**TASK BRIEF**
Produce a verbatim copy of the entries listed below.

Collected data
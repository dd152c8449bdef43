//! Hierarchical circular hit-volumes attached to entities
//!
//! Each entity that can be hit owns one [`HitVolumeTree`], built from a
//! [`HitVolumeDescriptor`]. The root is usually a coarse `Outer` bound and the
//! `Body` children are the parts that actually take hits. Trees store only
//! offsets relative to their owner; the owner supplies its world transform
//! when a pass runs.
//!
//! Trees live in a [`HitVolumeWorld`], which hands out [`TreeHandle`]s and
//! keeps destroyed trees out of every pass until they are purged.
//!
//! [`TreeHandle`]: crate::foundation::collections::TreeHandle

pub mod descriptor;
pub mod node;
pub mod tree;
pub mod world;

pub use descriptor::{HitVolumeDescriptor, HitVolumeKind};
pub use node::HitVolumeNode;
pub use tree::{HitVolumeTree, LiveCircle};
pub use world::HitVolumeWorld;

use crate::foundation::collections::NodeIndex;

/// Errors raised while building or editing a hit-volume tree
#[derive(thiserror::Error, Debug, Clone, PartialEq)]
pub enum HitVolumeError {
    /// Radius is zero, negative or not finite
    #[error("hit-volume radius must be positive and finite, got {radius}")]
    InvalidRadius {
        /// The rejected radius
        radius: f32,
    },

    /// Offset has a NaN or infinite component
    #[error("hit-volume offset must be finite, got ({x}, {y})")]
    InvalidOffset {
        /// x component
        x: f32,
        /// y component
        y: f32,
    },

    /// More than one `Outer` node in one tree
    #[error("a hit-volume tree may have at most one outer node, found {count}")]
    MultipleOuterNodes {
        /// Number of outer nodes found
        count: usize,
    },

    /// Descriptor nests deeper than allowed
    #[error("hit-volume descriptor nests deeper than {max_depth} levels")]
    TooDeep {
        /// Configured limit
        max_depth: usize,
    },

    /// Node index out of range for this tree
    #[error("no node {0} in this hit-volume tree")]
    UnknownNode(NodeIndex),
}
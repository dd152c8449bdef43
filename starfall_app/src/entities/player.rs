//! The player's ship

use starfall_engine::prelude::*;

use super::TreeState;
use crate::AppError;

const DESCRIPTOR: &str = include_str!("../../assets/player.ron");

/// Player ship. Loses a life per ram and fires straight up
#[derive(Debug, Clone)]
pub struct PlayerShip {
    position: Point2,
    speed: f32,
    lives: u32,
    rams_taken: u32,
}

impl PlayerShip {
    /// New ship at `position` with a number of lives
    pub fn new(position: Point2, speed: f32, lives: u32) -> Self {
        Self {
            position,
            speed,
            lives,
            rams_taken: 0,
        }
    }

    /// Hit-volume layout
    pub fn descriptor() -> Result<HitVolumeDescriptor, AppError> {
        Ok(ron::from_str(DESCRIPTOR)?)
    }

    /// Slide horizontally toward `x`, limited by the ship's speed
    pub fn steer_toward(&mut self, x: f32) {
        let delta = (x - self.position.x).clamp(-self.speed, self.speed);
        self.position.x += delta;
    }

    /// Where lasers leave the ship
    pub fn muzzle(&self) -> Point2 {
        self.position + Vec2::new(0.0, 6.0)
    }

    /// Current position
    pub fn position(&self) -> Point2 {
        self.position
    }

    /// Lives left
    pub fn lives(&self) -> u32 {
        self.lives
    }

    /// Kamikazes that reached the ship
    pub fn rams_taken(&self) -> u32 {
        self.rams_taken
    }

    /// What the scene should do with the ship's tree
    pub fn tree_state(&self) -> TreeState {
        if self.lives == 0 {
            TreeState::Destroyed
        } else {
            TreeState::Enabled
        }
    }
}

impl CollisionReceiver for PlayerShip {
    fn world_transform(&self) -> WorldTransform {
        world_transform(self.position, 0.0)
    }

    fn acknowledge_signal(&mut self, _signal: &CollisionSignal, _last_signal_node: &ProjectilePath) {}

    fn acknowledge_target(&mut self, _target: &CollisionTarget, last_target_node: EntityId) {
        self.lives = self.lives.saturating_sub(1);
        self.rams_taken += 1;
        log::info!("player rammed by {:?}, {} lives left", last_target_node, self.lives);
    }
}

#[cfg(test)]
mod tests {
    use super::*;

    #[test]
    fn test_steering_is_speed_limited() {
        let mut ship = PlayerShip::new(Point2::new(0.0, -80.0), 1.5, 3);

        ship.steer_toward(10.0);
        assert_eq!(ship.position().x, 1.5);

        ship.steer_toward(2.0);
        assert_eq!(ship.position().x, 2.0);
    }

    #[test]
    fn test_rams_cost_lives() {
        let mut ship = PlayerShip::new(Point2::origin(), 1.0, 1);
        let mut ids = EntityMap::<()>::with_key();
        let other = ids.insert(());
        let mut trees = SlotMap::<TreeHandle, ()>::with_key();
        let target = CollisionTarget { other, other_tree: trees.insert(()), point: Point2::origin() };

        ship.acknowledge_target(&target, other);
        ship.acknowledge_target(&target, other);

        assert_eq!(ship.lives(), 0);
        assert_eq!(ship.rams_taken(), 2);
        assert_eq!(ship.tree_state(), TreeState::Destroyed);
    }

    #[test]
    fn test_descriptor_has_outer_bound() {
        let descriptor = PlayerShip::descriptor().unwrap();

        assert_eq!(descriptor.code, HitVolumeKind::Outer);
        assert_eq!(descriptor.node_count(), 4);
    }
}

**EXERCISE RESULT**
repository dd152c8449bdef43
//! Hierarchical circular hit-volumes attached to entities
//!
//! Each entity that can be hit owns one [`HitVolumeTree`], built from a
//! [`HitVolumeDescriptor`]. The root is usually a coarse `Outer` bound and the
//! `Body` children are the parts that actually take hits. Trees store only
//! offsets relative to their owner; the owner supplies its world transform
//! when a pass runs.
//!
//! Trees live in a [`HitVolumeWorld`], which hands out [`TreeHandle`]s and
//! keeps destroyed trees out of every pass until they are purged.
//!
//! [`TreeHandle`]: crate::foundation::collections::TreeHandle

pub mod descriptor;
pub mod node;
pub mod tree;
pub mod world;

pub use descriptor::{HitVolumeDescriptor, HitVolumeKind};
pub use node::HitVolumeNode;
pub use tree::{HitVolumeTree, LiveCircle};
pub use world::HitVolumeWorld;

use crate::foundation::collections::NodeIndex;

/// Errors raised while building or editing a hit-volume tree
#[derive(thiserror::Error, Debug, Clone, PartialEq)]
pub enum HitVolumeError {
    /// Radius is zero, negative or not finite
    #[error("hit-volume radius must be positive and finite, got {radius}")]
    InvalidRadius {
        /// The rejected radius
        radius: f32,
    },

    /// Offset has a NaN or infinite component
    #[error("hit-volume offset must be finite, got ({x}, {y})")]
    InvalidOffset {
        /// x component
        x: f32,
        /// y component
        y: f32,
    },

    /// More than one `Outer` node in one tree
    #[error("a hit-volume tree may have at most one outer node, found {count}")]
    MultipleOuterNodes {
        /// Number of outer nodes found
        count: usize,
    },

    /// Descriptor nests deeper than allowed
    #[error("hit-volume descriptor nests deeper than {max_depth} levels")]
    TooDeep {
        /// Configured limit
        max_depth: usize,
    },

    /// Node index out of range for this tree
    #[error("no node {0} in this hit-volume tree")]
    UnknownNode(NodeIndex),
}
repository dd152c8449bdef43
filename starfall_app/src/entities/player.rs
//! The player's ship

use starfall_engine::prelude::*;

use super::TreeState;
use crate::AppError;

const DESCRIPTOR: &str = include_str!("../../assets/player.ron");

/// Player ship. Loses a life per ram and fires straight up
#[derive(Debug, Clone)]
pub struct PlayerShip {
    position: Point2,
    speed: f32,
    lives: u32,
    rams_taken: u32,
}

impl PlayerShip {
    /// New ship at `position` with a number of lives
    pub fn new(position: Point2, speed: f32, lives: u32) -> Self {
        Self {
            position,
            speed,
            lives,
            rams_taken: 0,
        }
    }

    /// Hit-volume layout
    pub fn descriptor() -> Result<HitVolumeDescriptor, AppError> {
        Ok(ron::from_str(DESCRIPTOR)?)
    }

    /// Slide horizontally toward `x`, limited by the ship's speed
    pub fn steer_toward(&mut self, x: f32) {
        let delta = (x - self.position.x).clamp(-self.speed, self.speed);
        self.position.x += delta;
    }

    /// Where lasers leave the ship
    pub fn muzzle(&self) -> Point2 {
        self.position + Vec2::new(0.0, 6.0)
    }

    /// Current position
    pub fn position(&self) -> Point2 {
        self.position
    }

    /// Lives left
    pub fn lives(&self) -> u32 {
        self.lives
    }

    /// Kamikazes that reached the ship
    pub fn rams_taken(&self) -> u32 {
        self.rams_taken
    }

    /// What the scene should do with the ship's tree
    pub fn tree_state(&self) -> TreeState {
        if self.lives == 0 {
            TreeState::Destroyed
        } else {
            TreeState::Enabled
        }
    }
}

impl CollisionReceiver for PlayerShip {
    fn world_transform(&self) -> WorldTransform {
        world_transform(self.position, 0.0)
    }

    fn acknowledge_signal(&mut self, _signal: &CollisionSignal, _last_signal_node: &ProjectilePath) {}

    fn acknowledge_target(&mut self, _target: &CollisionTarget, last_target_node: EntityId) {
        self.lives = self.lives.saturating_sub(1);
        self.rams_taken += 1;
        log::info!("player rammed by {:?}, {} lives left", last_target_node, self.lives);
    }
}

#[cfg(test)]
mod tests {
    use super::*;

    #[test]
    fn test_steering_is_speed_limited() {
        let mut ship = PlayerShip::new(Point2::new(0.0, -80.0), 1.5, 3);

        ship.steer_toward(10.0);
        assert_eq!(ship.position().x, 1.5);

        ship.steer_toward(2.0);
        assert_eq!(ship.position().x, 2.0);
    }

    #[test]
    fn test_rams_cost_lives() {
        let mut ship = PlayerShip::new(Point2::origin(), 1.0, 1);
        let mut ids = EntityMap::<()>::with_key();
        let other = ids.insert(());
        let mut trees = SlotMap::<TreeHandle, ()>::with_key();
        let target = CollisionTarget { other, other_tree: trees.insert(()), point: Point2::origin() };

        ship.acknowledge_target(&target, other);
        ship.acknowledge_target(&target, other);

        assert_eq!(ship.lives(), 0);
        assert_eq!(ship.rams_taken(), 2);
        assert_eq!(ship.tree_state(), TreeState::Destroyed);
    }

    #[test]
    fn test_descriptor_has_outer_bound() {
        let descriptor = PlayerShip::descriptor().unwrap();

        assert_eq!(descriptor.code, HitVolumeKind::Outer);
        assert_eq!(descriptor.node_count(), 4);
    }
}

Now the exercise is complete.